The main objectives of this multicenter, naturalistic, open-label study is to evaluate the effectiveness, tolerability and safety of venlafaxine extended release (VXR) in a sample of 59 patients older than 60 years of age diagnosed of depressive disorders in the primary care setting. VXR was administered for 24 weeks at daily doses ranging from 75 mg to 225 mg. Effectiveness measurements included the 17 items Hamilton Depression Rating Scale (HAM-D 17), the Clinical Global Impression Scales for Severity (CGI-S) and Improvement (CGI-I), the Visual Analogical Scale for Pain (P-VAS), and the Mini-Mental State Examination (MMSE) scale.
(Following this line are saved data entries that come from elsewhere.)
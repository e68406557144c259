//! Choosing which registered rules a scan runs.

use crate::rule::RuleDescriptor;
use globset::GlobSet;
use infraguard_types::{Provider, Severity};
use std::collections::BTreeSet;

/// Predicate over rule descriptors.
pub trait Selector: Sync {
    fn select(&self, descriptor: &RuleDescriptor) -> bool;
}

impl<F> Selector for F
where
    F: Fn(&RuleDescriptor) -> bool + Sync,
{
    fn select(&self, descriptor: &RuleDescriptor) -> bool {
        self(descriptor)
    }
}

/// Selects every registered rule.
#[derive(Clone, Copy, Debug, Default)]
pub struct AllRules;

impl Selector for AllRules {
    fn select(&self, _descriptor: &RuleDescriptor) -> bool {
        true
    }
}

/// Declarative selection built from configuration.
///
/// Empty restrictions select everything; each populated restriction narrows the set.
/// `exclude` and `disabled` win over `include`.
#[derive(Clone, Debug, Default)]
pub struct RuleFilter {
    pub providers: BTreeSet<Provider>,
    pub services: BTreeSet<String>,
    pub min_severity: Option<Severity>,
    /// Glob patterns over `LongId`.
    pub include: Option<GlobSet>,
    pub exclude: Option<GlobSet>,
    /// Exact `LongId`s switched off.
    pub disabled: BTreeSet<String>,
}

impl RuleFilter {
    pub fn new() -> Self {
        Self::default()
    }

    pub fn provider(mut self, provider: Provider) -> Self {
        self.providers.insert(provider);
        self
    }

    pub fn service(mut self, service: impl Into<String>) -> Self {
        self.services.insert(service.into());
        self
    }

    pub fn min_severity(mut self, severity: Severity) -> Self {
        self.min_severity = Some(severity);
        self
    }

    pub fn disable(mut self, long_id: impl Into<String>) -> Self {
        self.disabled.insert(long_id.into());
        self
    }
}

impl Selector for RuleFilter {
    fn select(&self, d: &RuleDescriptor) -> bool {
        if !self.providers.is_empty() && !self.providers.contains(&d.provider) {
            return false;
        }
        if !self.services.is_empty() && !self.services.contains(&d.service) {
            return false;
        }
        if self.min_severity.is_some_and(|min| d.severity < min) {
            return false;
        }

        let long_id = d.long_id();
        let id = long_id.as_str();
        if self.disabled.contains(id) {
            return false;
        }
        if self.exclude.as_ref().is_some_and(|set| set.is_match(id)) {
            return false;
        }
        self.include.as_ref().is_none_or(|set| set.is_match(id))
    }
}

#[cfg(test)]
mod tests {
    use super::*;
    use crate::test_support::descriptor;
    use globset::{Glob, GlobSetBuilder};

    fn globs(patterns: &[&str]) -> GlobSet {
        let mut builder = GlobSetBuilder::new();
        for p in patterns {
            builder.add(Glob::new(p).unwrap());
        }
        builder.build().unwrap()
    }

    #[test]
    fn empty_filter_selects_everything() {
        let d = descriptor(Provider::Azure, "keyvault", "x", Severity::Low);
        assert!(RuleFilter::new().select(&d));
        assert!(AllRules.select(&d));
    }

    #[test]
    fn provider_service_and_severity_narrow() {
        let filter = RuleFilter::new()
            .provider(Provider::Aws)
            .service("s3")
            .min_severity(Severity::High);

        assert!(filter.select(&descriptor(Provider::Aws, "s3", "a", Severity::High)));
        assert!(filter.select(&descriptor(Provider::Aws, "s3", "a", Severity::Critical)));
        assert!(!filter.select(&descriptor(Provider::Aws, "s3", "a", Severity::Medium)));
        assert!(!filter.select(&descriptor(Provider::Aws, "mq", "a", Severity::High)));
        assert!(!filter.select(&descriptor(Provider::Azure, "s3", "a", Severity::High)));
    }

    #[test]
    fn exclude_and_disabled_win_over_include() {
        let filter = RuleFilter {
            include: Some(globs(&["aws/s3/*"])),
            exclude: Some(globs(&["aws/s3/specify-*"])),
            ..RuleFilter::default()
        }
        .disable("aws/s3/enable-versioning");

        assert!(filter.select(&descriptor(Provider::Aws, "s3", "enable-bucket-encryption", Severity::Low)));
        assert!(!filter.select(&descriptor(Provider::Aws, "s3", "specify-public-access-block", Severity::Low)));
        assert!(!filter.select(&descriptor(Provider::Aws, "s3", "enable-versioning", Severity::Low)));
        assert!(!filter.select(&descriptor(Provider::Aws, "mq", "enable-audit-logging", Severity::Low)));
    }

    #[test]
    fn closures_are_selectors() {
        let only_short_code = |d: &RuleDescriptor| d.short_code == "wanted";
        assert!(only_short_code.select(&descriptor(Provider::Aws, "s3", "wanted", Severity::Low)));
        assert!(!only_short_code.select(&descriptor(Provider::Aws, "s3", "other", Severity::Low)));
    }
}
//! The `explain` use case: look up rule documentation by `LongId`.

use infraguard_engine::{Registry, RuleDescriptor};

/// Output from the explain use case.
#[derive(Clone, Debug)]
pub enum ExplainOutput {
    /// Found the rule.
    Found(RuleDescriptor),
    /// Unknown identifier; includes every registered `LongId`.
    NotFound {
        identifier: String,
        available: Vec<String>,
    },
}

pub fn run_explain(registry: &Registry, identifier: &str) -> ExplainOutput {
    match registry.lookup(identifier) {
        Some(rule) => ExplainOutput::Found(rule.descriptor().clone()),
        None => ExplainOutput::NotFound {
            identifier: identifier.to_string(),
            available: registry
                .enumerate()
                .map(|rule| rule.long_id().to_string())
                .collect(),
        },
    }
}

/// Format a rule's documentation for terminal display.
pub fn format_explanation(descriptor: &RuleDescriptor) -> String {
    let title = format!("{} ({})", descriptor.long_id(), descriptor.severity);
    let mut out = String::new();

    out.push_str(&title);
    out.push('\n');
    out.push_str(&"=".repeat(title.len()));
    out.push_str("\n\n");
    out.push_str(&descriptor.summary);
    out.push_str("\n\n");
    section(&mut out, "Impact", &descriptor.impact);
    section(&mut out, "Resolution", &descriptor.resolution);
    section(&mut out, "Explanation", &descriptor.explanation);

    if !descriptor.links.is_empty() {
        out.push_str("Links\n");
        out.push_str("-----\n");
        for link in &descriptor.links {
            out.push_str(&format!("  - {link}\n"));
        }
    }

    out
}

fn section(out: &mut String, heading: &str, body: &str) {
    out.push_str(heading);
    out.push('\n');
    out.push_str(&"-".repeat(heading.len()));
    out.push('\n');
    out.push_str(body);
    out.push_str("\n\n");
}

/// Format the "not found" error message for terminal display.
pub fn format_not_found(identifier: &str, available: &[String]) -> String {
    let mut out = String::new();

    out.push_str(&format!("Unknown rule id: {identifier}\n\n"));
    out.push_str("Available rule ids:\n");
    for id in available {
        out.push_str(&format!("  - {id}\n"));
    }

    out
}
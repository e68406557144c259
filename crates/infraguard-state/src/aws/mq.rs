use crate::{BoolValue, Metadata, Service, State};
use infraguard_types::{Provider, ids};

#[derive(Clone, Debug, Default)]
pub struct Mq {
    pub brokers: Vec<Broker>,
}

impl Service for Mq {
    const PROVIDER: Provider = Provider::Aws;
    const NAME: &'static str = ids::SERVICE_MQ;

    fn select(state: &State) -> &Self {
        &state.aws.mq
    }
}

#[derive(Clone, Debug, Default)]
pub struct Broker {
    pub metadata: Metadata,
    pub public_access: BoolValue,
    pub logging: Logging,
}

impl Broker {
    pub fn new(metadata: Metadata) -> Self {
        Self {
            public_access: BoolValue::default_from(false, &metadata),
            logging: Logging::new(metadata.defaulted()),
            metadata,
        }
    }
}

#[derive(Clone, Debug, Default)]
pub struct Logging {
    pub metadata: Metadata,
    pub general: BoolValue,
    pub audit: BoolValue,
}

impl Logging {
    pub fn new(metadata: Metadata) -> Self {
        Self {
            general: BoolValue::default_from(false, &metadata),
            audit: BoolValue::default_from(false, &metadata),
            metadata,
        }
    }
}
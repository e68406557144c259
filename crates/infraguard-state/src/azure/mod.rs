//! Azure section of the state tree.

pub mod keyvault;

#[derive(Clone, Debug, Default)]
pub struct Azure {
    pub key_vault: keyvault::KeyVault,
}
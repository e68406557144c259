use crate::registry::{Registry, RegistryError};
use crate::results::Results;
use crate::rule::RuleDescriptor;
use infraguard_state::aws::vpc::Vpc;
use infraguard_types::{Provider, Severity, ids};

pub(crate) fn register(registry: &mut Registry) -> Result<(), RegistryError> {
    registry.try_register::<Vpc, _>(no_default_vpc(), check_no_default_vpc)?;
    Ok(())
}

fn no_default_vpc() -> RuleDescriptor {
    RuleDescriptor {
        provider: Provider::Aws,
        service: ids::SERVICE_VPC.to_string(),
        short_code: "no-default-vpc".to_string(),
        summary: "AWS best practice to not use the default VPC for workflows".to_string(),
        impact: "The default VPC does not have critical security features applied".to_string(),
        resolution: "Create a non-default vpc for resources to be created in".to_string(),
        explanation: "Default VPC does not have a lot of the critical security features that \
                      standard VPC comes with, new resources should not be created in the \
                      default VPC and it should not be present in the Terraform."
            .to_string(),
        links: vec!["https://docs.aws.amazon.com/vpc/latest/userguide/default-vpc.html".to_string()],
        severity: Severity::High,
    }
}

fn check_no_default_vpc(vpc: &Vpc, results: &mut Results) {
    for default_vpc in &vpc.default_vpcs {
        results.add_resource("Default VPC is used.", &default_vpc.metadata);
    }
}
use crate::{BoolValue, Metadata, Service, State, StringValue, find_or_default};
use infraguard_types::{Provider, ids};
use std::borrow::Cow;

#[derive(Clone, Debug, Default)]
pub struct S3 {
    pub buckets: Vec<Bucket>,
}

impl S3 {
    /// Bucket by name; a zero-value bucket when the configuration has none by that name.
    pub fn bucket(&self, name: &str) -> Cow<'_, Bucket> {
        find_or_default(&self.buckets, |b| b.name.equal_to(name))
    }
}

impl Service for S3 {
    const PROVIDER: Provider = Provider::Aws;
    const NAME: &'static str = ids::SERVICE_S3;

    fn select(state: &State) -> &Self {
        &state.aws.s3
    }
}

#[derive(Clone, Debug, Default)]
pub struct Bucket {
    pub metadata: Metadata,
    pub name: StringValue,
    pub acl: StringValue,
    pub encryption: Encryption,
    pub versioning: Versioning,
    /// `None` when no public access block is attached to the bucket.
    pub public_access_block: Option<PublicAccessBlock>,
}

impl Bucket {
    /// A bucket declared at `metadata` with every field defaulted to that location.
    pub fn new(metadata: Metadata) -> Self {
        Self {
            name: StringValue::default_from(String::new(), &metadata),
            acl: StringValue::default_from("private".to_string(), &metadata),
            encryption: Encryption::new(metadata.defaulted()),
            versioning: Versioning::new(metadata.defaulted()),
            public_access_block: None,
            metadata,
        }
    }
}

#[derive(Clone, Debug, Default)]
pub struct Encryption {
    pub metadata: Metadata,
    pub enabled: BoolValue,
    pub algorithm: StringValue,
    pub kms_key_id: StringValue,
}

impl Encryption {
    pub fn new(metadata: Metadata) -> Self {
        Self {
            enabled: BoolValue::default_from(false, &metadata),
            algorithm: StringValue::default_from(String::new(), &metadata),
            kms_key_id: StringValue::default_from(String::new(), &metadata),
            metadata,
        }
    }
}

#[derive(Clone, Debug, Default)]
pub struct Versioning {
    pub metadata: Metadata,
    pub enabled: BoolValue,
}

impl Versioning {
    pub fn new(metadata: Metadata) -> Self {
        Self {
            enabled: BoolValue::default_from(false, &metadata),
            metadata,
        }
    }
}

#[derive(Clone, Debug, Default)]
pub struct PublicAccessBlock {
    pub metadata: Metadata,
    pub block_public_acls: BoolValue,
    pub block_public_policy: BoolValue,
    pub ignore_public_acls: BoolValue,
    pub restrict_public_buckets: BoolValue,
}

impl PublicAccessBlock {
    pub fn new(metadata: Metadata) -> Self {
        Self {
            block_public_acls: BoolValue::default_from(false, &metadata),
            block_public_policy: BoolValue::default_from(false, &metadata),
            ignore_public_acls: BoolValue::default_from(false, &metadata),
            restrict_public_buckets: BoolValue::default_from(false, &metadata),
            metadata,
        }
    }
}

#[cfg(test)]
mod tests {
    use super::*;
    use infraguard_types::Range;

    #[test]
    fn missing_bucket_is_zero_value_not_a_fault() {
        let s3 = S3::default();
        let bucket = s3.bucket("does-not-exist");
        assert!(bucket.encryption.enabled.is_false());
        assert!(!bucket.encryption.enabled.is_explicit());
        assert!(!bucket.encryption.enabled.metadata().is_resolved());
        assert!(bucket.public_access_block.is_none());
    }

    #[test]
    fn lookup_finds_bucket_by_name() {
        let mut bucket = Bucket::new(Metadata::test());
        bucket.name = StringValue::new("logs".to_string(), Metadata::test());
        let s3 = S3 {
            buckets: vec![bucket],
        };
        assert!(matches!(s3.bucket("logs"), Cow::Borrowed(_)));
        assert!(matches!(s3.bucket("other"), Cow::Owned(_)));
    }

    #[test]
    fn new_bucket_defaults_point_at_bucket() {
        let meta = Metadata::new(Range::new("s3.tf", 1, 12), "aws_s3_bucket.logs");
        let bucket = Bucket::new(meta.clone());
        assert_eq!(bucket.encryption.enabled.metadata().range(), meta.range());
        assert_eq!(
            bucket.encryption.enabled.metadata().reference(),
            Some("aws_s3_bucket.logs")
        );
        assert!(!bucket.encryption.metadata.is_explicit());
        assert!(bucket.acl.equal_to("private"));
    }
}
At the endpoint, VXR achieved response and remission rates of 81.6% and 59.2%, respectively. Treatment was associated with a significant improvement of the patient's condition (89.8% of patients were rated by physicians as “much/very much improved”). Painful physical symptoms ( p < 0.0001) and cognitive state ( p = 0.0017) scores decreased along the study. A total of 83% of patients completed the study. Seven adverse events were recorded for four patients (6.8% overall). Data of this study suggest that VXR could be an effective and safe therapeutic option in the treatment of geriatric depression, reducing also the associated painful physical symptoms.